# I'm sick of my IBS



## ibsmakesmesad (Mar 26, 2016)

I was diagnosed with IBS when I was in the 7th grade. For as long as I can remember, I've always had horrible stomach pains and constipation and it took the doctors quite a while before actually diagnosing me. I guess it makes me feel a little better knowing there's a name for what I have and that there are others who also struggle with it. I have decided to share my struggle because I'm tired of having to deal with my IBS, it takes up too much of my life. Within the past year, I've completely changed my diet from going vegetarian to becoming vegan (I'm also very allergic to dairy). Since then, it has definitely become easier to deal with the chronic pain and uncomfortableness that comes along with my IBS. I take MiraLAX regularly to help with the constipation that comes along with my IBS but doing so sometimes just results in me forgetting to take it and then falling back into the vicious cycle of constipation. My IBS has somehow found a way to ruin my life. I'm in high school and there are days when my flare ups are so bad that I have to miss school or other social outings. I also thing my IBS may give me anxiety. If I realize that I haven't gone to the bathroom in more than 2 days I begin to worry a lot; then I freak out and take a whole bunch of laxatives and cannot go out until I do use the bathroom (in fear that if I do go out I will have the runs and be in public... my worst nightmare). My IBS leaves me curled up into balls because of the pain or crying to myself because I am worried that all of the poop will build up inside of me (this is somewhat irrational).

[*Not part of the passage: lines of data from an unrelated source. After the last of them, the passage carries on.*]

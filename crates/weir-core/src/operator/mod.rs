//! # Operator Module
//!
//! The windowed aggregation transformer and its collaborators.
//!
//! Records flow in as `(key, value, event_time)` triples; the transformer
//! folds them into per-window aggregates and returns emissions as
//! [`EmitVec`] batches that the host forwards downstream. Asynchronous
//! downstream work is gated by [`flush::AsyncFlushCoordinator`] at commit
//! boundaries.

use bytes::Bytes;
use smallvec::SmallVec;

pub mod flush;
pub mod window;

use window::{TimeWindowed, WindowedValue};

/// A record entering the transformer.
#[derive(Debug, Clone)]
pub struct Record<V> {
    /// Serialized record key.
    pub key: Bytes,
    /// Record value.
    pub value: V,
    /// Event time in milliseconds.
    pub event_time: i64,
}

impl<V> Record<V> {
    /// Creates a new record.
    #[must_use]
    pub fn new(key: Bytes, value: V, event_time: i64) -> Self {
        Self {
            key,
            value,
            event_time,
        }
    }
}

/// One downstream emission: a windowed key, its value with result state,
/// and the timestamp to forward it at.
#[derive(Debug, Clone, PartialEq, Eq)]
pub struct Emit<T> {
    /// The window and key this emission belongs to.
    pub window: TimeWindowed,
    /// The emitted value and its result state.
    pub value: WindowedValue<T>,
    /// Emission timestamp (the watermark at emit time).
    pub timestamp: i64,
}

/// Collection type for transformer emissions.
///
/// Uses `SmallVec` to avoid heap allocation for common cases: most records
/// produce zero emissions, a restatement produces one, a window close
/// produces one per key in the window.
pub type EmitVec<T> = SmallVec<[Emit<T>; 4]>;

/// Errors that can occur in operators.
#[derive(Debug, thiserror::Error)]
pub enum OperatorError {
    /// State access error
    #[error("State access failed: {0}")]
    StateAccessFailed(String),

    /// Serialization error
    #[error("Serialization failed: {0}")]
    SerializationFailed(String),

    /// A stored key could not be decoded
    #[error("Invalid key: {0}")]
    InvalidKey(String),

    /// Processing error from user code
    #[error("Processing failed: {0}")]
    ProcessingFailed(String),
}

I'm not really writing with the purpose of asking a question or trying to find answers. I guess I just want to know that there are other people who share the same struggles with their IBS as I do. I really just wish that it would go away, I just want to live normally and without the constant fear and anxiety that my stomach is trying to sabotage my life.


----------



## WeCanBeatIt (Mar 23, 2016)

Hi! I'm in high school too. I'm dealing with ibs since 10th grade and now there's 2 months left until the end of this nightmare. You're not the only one. I know it's hard. I think i am the only one in my school with this. ^^ High five!! )


----------



## VeganWoman (Mar 28, 2016)

Hi, may i suggest something? Diatomaceous earth and apple cider vinegar will help cleanse your bowels and insides, and help with constipation. I recommend researching this as they are natural and will do more good than any medicine out there. Sometimes you just need a bit of a cleanse. Vegan diet is a sure way to control ibs, but you must make sure you're doing it correctly and not fooling yourself. Panicking is the worst thing to do with ibs, im aware it's EXTREMELY hard to control thoughts and worries, but just remember everything passes! Did you know meditation reconstructs the brain function in just 8 weeks? Even just a few minutes a day could benefit you, youll never know unless you try.
Everything starts from within, so by eating a good vegan diet, and taking a calmer approach to healing this horrible disease may help.


----------



## mtfreitas3 (Dec 19, 2015)

I feel your pain! I have had IBS for quite sometime and know it's not fun! Have you tried a vegan diet? It helped me a lot until I had surgery about 2 months ago. Now I am dealing with crazy abdominal pain and will test for a post-operative infection or SIBO.


----------



## fatedtopretend99 (Feb 26, 2016)

I hope you do find comfort by me saying I know how you feel because I've been there as well. I use to go to the bathroom every 6 days and was so uncomfortable and scared of this that my anixety was out of control
Have you kept tracked of how much fiber you eat a day? I always thought I ate enough fiber because I do eat healthy but was surprised to see how far away I was from the recommended 25 grams a day. Try increasing your fiber intake by 2 grams a week, it's a healthier option than using laxatives. I've now been going every day for several months.
I also recommend trying IBguard, my doctor gave me a trial sample and I was skeptical at first but honestly it's been a lifesaver for me. You can take it several times a day, before and after eating. It's over the counter so you don't need a prescription and all it is is just peppermint oil. It calms down your colon and GI tract and has helped me out A LOT with cramps, bloating and gas.
Probably most important- you need to train your mind to not panic when you are experiencing symptoms. I know how hard this is, I do still struggle with it, but it will make your life a lot easier if you develop relaxation techniques. When I'm at work and I start to feel anxious. I like to listen to relaxation mediation, which is an app that's actually designed to help you sleep better. There's also many things that can help you relax: breathing techniques, coloring books, talking to someone you trust about how you're feeling. Even the littlest things can help, trust me!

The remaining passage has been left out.